◆ Supplied records ◆
______
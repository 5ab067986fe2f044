// SPDX-License-Identifier: MIT

//! Clock abstraction for testable time handling.

use parking_lot::Mutex;
use std::sync::Arc;
use std::time::{Duration, Instant, SystemTime, UNIX_EPOCH};

/// A clock that provides the current time.
///
/// The Scheduler (C3) and Pipeline Engine (C1) are parameterised over this
/// trait so tests can drive cron ticks and timeouts deterministically.
pub trait Clock: Clone + Send + Sync + 'static {
    fn now(&self) -> Instant;
    fn epoch_ms(&self) -> u64;
}

/// Real system clock.
#[derive(Clone, Default)]
pub struct SystemClock;

impl Clock for SystemClock {
    fn now(&self) -> Instant {
        Instant::now()
    }

    fn epoch_ms(&self) -> u64 {
        SystemTime::now().duration_since(UNIX_EPOCH).unwrap_or_default().as_millis() as u64
    }
}

/// Fake clock for testing with controllable time.
#[derive(Clone)]
pub struct FakeClock {
    current: Arc<Mutex<Instant>>,
    epoch_ms: Arc<Mutex<u64>>,
}

impl FakeClock {
    pub fn new() -> Self {
        Self {
            current: Arc::new(Mutex::new(Instant::now())),
            epoch_ms: Arc::new(Mutex::new(1_700_000_000_000)),
        }
    }

    /// Advance the clock by the given duration.
    pub fn advance(&self, duration: Duration) {
        *self.current.lock() += duration;
        *self.epoch_ms.lock() += duration.as_millis() as u64;
    }

    /// Set the epoch milliseconds value directly (e.g. to a specific wall-clock minute).
    pub fn set_epoch_ms(&self, ms: u64) {
        *self.epoch_ms.lock() = ms;
    }
}

impl Default for FakeClock {
    fn default() -> Self {
        Self::new()
    }
}

impl Clock for FakeClock {
    fn now(&self) -> Instant {
        *self.current.lock()
    }

    fn epoch_ms(&self) -> u64 {
        *self.epoch_ms.lock()
    }
}

#[cfg(test)]
#[path = "clock_tests.rs"]
mod tests;
// SPDX-License-Identifier: MIT

//! `App` composition root: the runtime is a composition of values,
//! constructed by `bootstrap(config)` and shut down via `app.shutdown()`.
//! No process-wide singleton — acquire resources, load durable state, wire
//! adapters, return a handle, scaled to this crate's four core subsystems.

use crate::config::Config;
use crate::webhook;
use mf_adapters::{BudgetProvider, Director, Logger, MessageClient, QueueManager, SkillRegistry};
use mf_core::{CancelToken, SystemClock};
use mf_engine::{AgentExecutor, PipelineEngine};
use mf_eventbus::{EventBus, EventMapping};
use mf_scheduler::Scheduler;
use mf_workspace::Workspace;
use std::sync::Arc;

/// Everything the daemon loop (`--daemon`) and one-shot CLI invocations
/// (`--pipeline`, bare goal string) share. Values, not a singleton: tests
/// build their own `App` with fake adapters and an in-memory clock-free
/// `Workspace` rooted in a `tempdir`.
pub struct App {
    pub workspace: Workspace,
    pub executor: Arc<AgentExecutor<SystemClock>>,
    pub pipeline_engine: Arc<PipelineEngine<SystemClock>>,
    pub scheduler: Arc<Scheduler<SystemClock>>,
    pub event_bus: Arc<EventBus<SystemClock>>,
    pub logger: Logger,
    pub config: Config,
    cancel: CancelToken,
}

impl App {
    /// Wires the four core subsystems over a shared `Workspace`, in dependency
    /// order: Workspace -> {Agent Executor, Scheduler state} -> Pipeline Engine
    /// -> {Scheduler, Event Bus}.
    #[allow(clippy::too_many_arguments)]
    pub fn bootstrap(
        config: Config,
        director: Arc<dyn Director>,
        queue_manager: Arc<dyn QueueManager>,
        budget: Arc<dyn BudgetProvider>,
        message_client: Arc<dyn MessageClient>,
    ) -> Self {
        let logger = Logger::new();
        let workspace = Workspace::new(config.state_root.clone());
        let skills = SkillRegistry::new(config.skills_root.clone());

        let executor = Arc::new(AgentExecutor::new(
            workspace.clone(),
            skills,
            message_client,
            SystemClock,
            logger.child(&[("module", "executor")]),
            config.executor_config(),
        ));

        let pipeline_engine = Arc::new(PipelineEngine::new(
            workspace.clone(),
            executor.clone(),
            SystemClock,
            mf_engine::PipelineConfig::default(),
        ));

        let scheduler = Arc::new(Scheduler::new(
            workspace.clone(),
            director.clone(),
            budget,
            SystemClock,
            logger.child(&[("module", "scheduler")]),
            config.scheduler_config(),
        ));

        let event_bus =
            Arc::new(EventBus::new(director, queue_manager, SystemClock, logger.child(&[("module", "eventbus")])));

        Self {
            workspace,
            executor,
            pipeline_engine,
            scheduler,
            event_bus,
            logger,
            config,
            cancel: CancelToken::new(),
        }
    }

    pub fn cancel_token(&self) -> CancelToken {
        self.cancel.clone()
    }

    /// Register the schedules and event mappings an operator configured.
    /// Kept separate from `bootstrap` so tests can register a handful of
    /// fixtures without constructing a full config file loader.
    pub async fn start(&self, schedules: Vec<mf_core::ScheduleEntry>, mappings: Vec<EventMapping>) -> mf_scheduler::StartReport {
        for mapping in mappings {
            self.event_bus.add_mapping(mapping);
        }
        self.scheduler.start(schedules).await
    }

    /// Runs the daemon loop indefinitely: the scheduler's
    /// tick loop plus the webhook HTTP server, both bound to the same
    /// cancellation token, until `shutdown()` is called or the process
    /// receives SIGINT/SIGTERM.
    pub async fn run_daemon(self: &Arc<Self>) -> std::io::Result<()> {
        let scheduler_app = self.clone();
        let scheduler_cancel = self.cancel.clone();
        let scheduler_task = tokio::spawn(async move {
            scheduler_app.scheduler.run(scheduler_cancel).await;
        });

        let webhook_result = webhook::serve(self.clone(), self.cancel.clone()).await;

        self.cancel.cancel();
        let _ = scheduler_task.await;
        webhook_result
    }

    /// Signals every in-flight loop to stop. Idempotent.
    pub fn shutdown(&self) {
        self.cancel.cancel();
    }
}

#[cfg(test)]
mod tests {
    use super::*;
    use mf_adapters::fakes::{FakeBudgetProvider, FakeDirector, FakeMessageClient, FakeQueueManager};

    #[tokio::test]
    async fn bootstrap_wires_every_subsystem_over_one_workspace_root() {
        let dir = tempfile::tempdir().unwrap();
        let config = Config {
            state_root: dir.path().to_path_buf(),
            skills_root: dir.path().join("skills"),
            webhook_bind: "127.0.0.1:0".parse().unwrap(),
            webhook_token: Some("secret".to_string()),
            tick_interval_ms: 60_000,
            catch_up_enabled: false,
            catch_up_lookback_days: 31,
            default_model_tier: "standard".to_string(),
            max_retries: 3,
            retry_delay_ms: 10,
            timeout_ms: 5_000,
        };

        let app = App::bootstrap(
            config,
            Arc::new(FakeDirector::new()),
            Arc::new(FakeQueueManager::new()),
            Arc::new(FakeBudgetProvider::always_normal()),
            Arc::new(FakeMessageClient::new()),
        );

        assert_eq!(app.workspace.root(), dir.path());
        assert!(!app.cancel_token().is_cancelled());
    }

    #[tokio::test]
    async fn shutdown_is_idempotent_and_observable_via_cancel_token() {
        let dir = tempfile::tempdir().unwrap();
        let config = Config {
            state_root: dir.path().to_path_buf(),
            skills_root: dir.path().join("skills"),
            webhook_bind: "127.0.0.1:0".parse().unwrap(),
            webhook_token: None,
            tick_interval_ms: 60_000,
            catch_up_enabled: false,
            catch_up_lookback_days: 31,
            default_model_tier: "standard".to_string(),
            max_retries: 3,
            retry_delay_ms: 10,
            timeout_ms: 5_000,
        };
        let app = App::bootstrap(
            config,
            Arc::new(FakeDirector::new()),
            Arc::new(FakeQueueManager::new()),
            Arc::new(FakeBudgetProvider::always_normal()),
            Arc::new(FakeMessageClient::new()),
        );

        let cancel = app.cancel_token();
        app.shutdown();
        app.shutdown();
        assert!(cancel.is_cancelled());
    }
}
______
Only an exact copy of the lines from the beginning of the listing through the line with "pub trait Clock: Clone", both included, belongs in the answer.

◆ Answer for the task ◆
repository 5ab067986fe2f044
// SPDX-License-Identifier: MIT

//! Clock abstraction for testable time handling.

use parking_lot::Mutex;
use std::sync::Arc;
use std::time::{Duration, Instant, SystemTime, UNIX_EPOCH};

/// A clock that provides the current time.
///
/// The Scheduler (C3) and Pipeline Engine (C1) are parameterised over this
/// trait so tests can drive cron ticks and timeouts deterministically.
pub trait Clock: Clone + Send + Sync + 'static {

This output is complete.